**To do**
Every line containing "NaiveDateTime" should be copied out. Go through the entries and find them.

-------------------------

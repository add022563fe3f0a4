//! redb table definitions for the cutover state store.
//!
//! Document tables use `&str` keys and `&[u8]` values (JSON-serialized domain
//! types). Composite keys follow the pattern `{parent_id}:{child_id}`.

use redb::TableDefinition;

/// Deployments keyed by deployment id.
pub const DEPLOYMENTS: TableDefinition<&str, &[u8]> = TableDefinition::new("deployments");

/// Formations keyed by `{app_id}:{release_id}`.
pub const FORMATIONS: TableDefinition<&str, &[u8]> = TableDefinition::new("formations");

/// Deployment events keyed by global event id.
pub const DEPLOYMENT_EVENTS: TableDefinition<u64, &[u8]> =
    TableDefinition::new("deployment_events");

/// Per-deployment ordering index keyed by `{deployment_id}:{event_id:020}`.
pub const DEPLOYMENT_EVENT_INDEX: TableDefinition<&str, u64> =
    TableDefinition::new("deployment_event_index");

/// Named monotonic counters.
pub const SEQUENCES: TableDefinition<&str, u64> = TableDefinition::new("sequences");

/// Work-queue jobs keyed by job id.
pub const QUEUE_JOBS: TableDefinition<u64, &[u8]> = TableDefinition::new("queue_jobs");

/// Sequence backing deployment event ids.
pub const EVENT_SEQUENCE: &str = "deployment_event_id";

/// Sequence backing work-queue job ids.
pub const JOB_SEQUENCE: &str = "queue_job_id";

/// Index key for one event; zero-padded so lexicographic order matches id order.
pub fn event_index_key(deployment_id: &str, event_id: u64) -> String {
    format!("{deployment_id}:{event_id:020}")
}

-------------------------

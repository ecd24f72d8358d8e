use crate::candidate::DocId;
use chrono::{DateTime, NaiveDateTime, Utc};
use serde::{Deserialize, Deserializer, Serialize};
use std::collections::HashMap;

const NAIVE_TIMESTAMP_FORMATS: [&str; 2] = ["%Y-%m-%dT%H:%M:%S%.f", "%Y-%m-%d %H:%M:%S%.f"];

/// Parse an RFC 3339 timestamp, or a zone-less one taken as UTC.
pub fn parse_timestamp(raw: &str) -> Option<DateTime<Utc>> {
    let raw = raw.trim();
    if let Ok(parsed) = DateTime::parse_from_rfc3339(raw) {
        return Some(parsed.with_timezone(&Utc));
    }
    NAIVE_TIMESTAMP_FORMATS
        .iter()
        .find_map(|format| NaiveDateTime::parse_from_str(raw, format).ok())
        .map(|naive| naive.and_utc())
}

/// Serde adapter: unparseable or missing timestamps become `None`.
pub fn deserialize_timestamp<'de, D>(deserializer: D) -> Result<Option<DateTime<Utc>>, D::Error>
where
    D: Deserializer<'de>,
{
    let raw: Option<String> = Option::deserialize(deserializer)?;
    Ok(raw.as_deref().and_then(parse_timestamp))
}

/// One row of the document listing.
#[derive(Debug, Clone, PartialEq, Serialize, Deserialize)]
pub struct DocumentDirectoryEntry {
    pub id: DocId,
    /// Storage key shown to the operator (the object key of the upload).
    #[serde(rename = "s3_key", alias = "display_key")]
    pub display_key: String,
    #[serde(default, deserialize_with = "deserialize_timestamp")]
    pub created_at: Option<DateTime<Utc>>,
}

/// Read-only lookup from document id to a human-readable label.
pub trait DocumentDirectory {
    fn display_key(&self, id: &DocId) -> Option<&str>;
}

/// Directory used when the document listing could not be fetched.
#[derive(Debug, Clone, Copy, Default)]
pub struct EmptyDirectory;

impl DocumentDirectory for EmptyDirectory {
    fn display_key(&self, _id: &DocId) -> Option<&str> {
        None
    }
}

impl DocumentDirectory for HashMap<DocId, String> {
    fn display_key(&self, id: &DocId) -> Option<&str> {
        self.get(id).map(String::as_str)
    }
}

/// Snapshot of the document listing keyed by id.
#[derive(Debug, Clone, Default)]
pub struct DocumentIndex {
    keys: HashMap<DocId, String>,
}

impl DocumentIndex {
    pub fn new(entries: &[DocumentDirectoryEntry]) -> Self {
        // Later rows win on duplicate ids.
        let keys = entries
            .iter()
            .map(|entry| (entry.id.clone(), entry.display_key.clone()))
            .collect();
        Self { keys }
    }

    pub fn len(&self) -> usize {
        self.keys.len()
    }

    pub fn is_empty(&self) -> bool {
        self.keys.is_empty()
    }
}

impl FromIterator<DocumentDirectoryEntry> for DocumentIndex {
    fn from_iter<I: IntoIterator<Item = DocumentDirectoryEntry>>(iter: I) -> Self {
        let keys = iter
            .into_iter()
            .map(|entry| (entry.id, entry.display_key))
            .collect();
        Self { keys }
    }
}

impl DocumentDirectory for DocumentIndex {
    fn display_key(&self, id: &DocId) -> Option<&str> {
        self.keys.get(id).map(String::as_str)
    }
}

-------------------------

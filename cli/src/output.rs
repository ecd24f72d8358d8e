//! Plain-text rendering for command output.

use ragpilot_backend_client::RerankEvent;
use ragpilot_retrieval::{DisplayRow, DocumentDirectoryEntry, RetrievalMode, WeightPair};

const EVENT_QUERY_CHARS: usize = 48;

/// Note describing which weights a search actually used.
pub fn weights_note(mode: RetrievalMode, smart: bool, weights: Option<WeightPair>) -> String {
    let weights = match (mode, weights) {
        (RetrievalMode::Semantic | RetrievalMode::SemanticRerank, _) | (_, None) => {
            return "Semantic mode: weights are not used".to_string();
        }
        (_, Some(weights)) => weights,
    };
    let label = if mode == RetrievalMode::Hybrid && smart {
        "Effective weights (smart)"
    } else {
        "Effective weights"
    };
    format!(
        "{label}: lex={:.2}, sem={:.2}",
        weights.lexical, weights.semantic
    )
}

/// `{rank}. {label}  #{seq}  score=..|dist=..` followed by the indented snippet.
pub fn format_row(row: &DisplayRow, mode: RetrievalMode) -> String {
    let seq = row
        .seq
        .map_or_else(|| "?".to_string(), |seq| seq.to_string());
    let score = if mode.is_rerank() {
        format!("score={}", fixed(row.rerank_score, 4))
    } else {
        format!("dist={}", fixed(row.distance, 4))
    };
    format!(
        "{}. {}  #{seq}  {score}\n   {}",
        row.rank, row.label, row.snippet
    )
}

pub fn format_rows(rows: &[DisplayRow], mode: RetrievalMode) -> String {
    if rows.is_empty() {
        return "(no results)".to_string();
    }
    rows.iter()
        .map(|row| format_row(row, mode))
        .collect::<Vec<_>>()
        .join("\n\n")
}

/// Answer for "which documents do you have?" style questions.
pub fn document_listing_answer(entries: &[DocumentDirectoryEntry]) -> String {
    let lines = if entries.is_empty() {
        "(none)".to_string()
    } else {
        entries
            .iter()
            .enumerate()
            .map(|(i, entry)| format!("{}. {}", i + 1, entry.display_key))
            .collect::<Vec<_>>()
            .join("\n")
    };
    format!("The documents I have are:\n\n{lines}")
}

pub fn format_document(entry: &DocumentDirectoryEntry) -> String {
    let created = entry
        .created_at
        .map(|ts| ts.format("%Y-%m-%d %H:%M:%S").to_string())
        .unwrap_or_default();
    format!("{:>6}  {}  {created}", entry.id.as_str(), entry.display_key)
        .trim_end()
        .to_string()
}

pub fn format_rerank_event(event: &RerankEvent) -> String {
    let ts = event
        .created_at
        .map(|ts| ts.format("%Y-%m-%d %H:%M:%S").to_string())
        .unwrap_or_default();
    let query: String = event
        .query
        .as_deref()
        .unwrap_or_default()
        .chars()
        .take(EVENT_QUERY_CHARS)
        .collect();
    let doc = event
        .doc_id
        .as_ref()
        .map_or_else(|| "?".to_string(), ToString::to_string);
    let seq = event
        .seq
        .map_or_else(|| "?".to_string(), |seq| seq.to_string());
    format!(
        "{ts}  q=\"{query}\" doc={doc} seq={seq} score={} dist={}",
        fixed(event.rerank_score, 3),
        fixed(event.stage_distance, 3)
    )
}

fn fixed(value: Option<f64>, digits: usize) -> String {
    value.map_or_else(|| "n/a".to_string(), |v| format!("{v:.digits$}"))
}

-------------------------

**Written response**
use chrono::{DateTime, NaiveDateTime, Utc};
        .find_map(|format| NaiveDateTime::parse_from_str(raw, format).ok())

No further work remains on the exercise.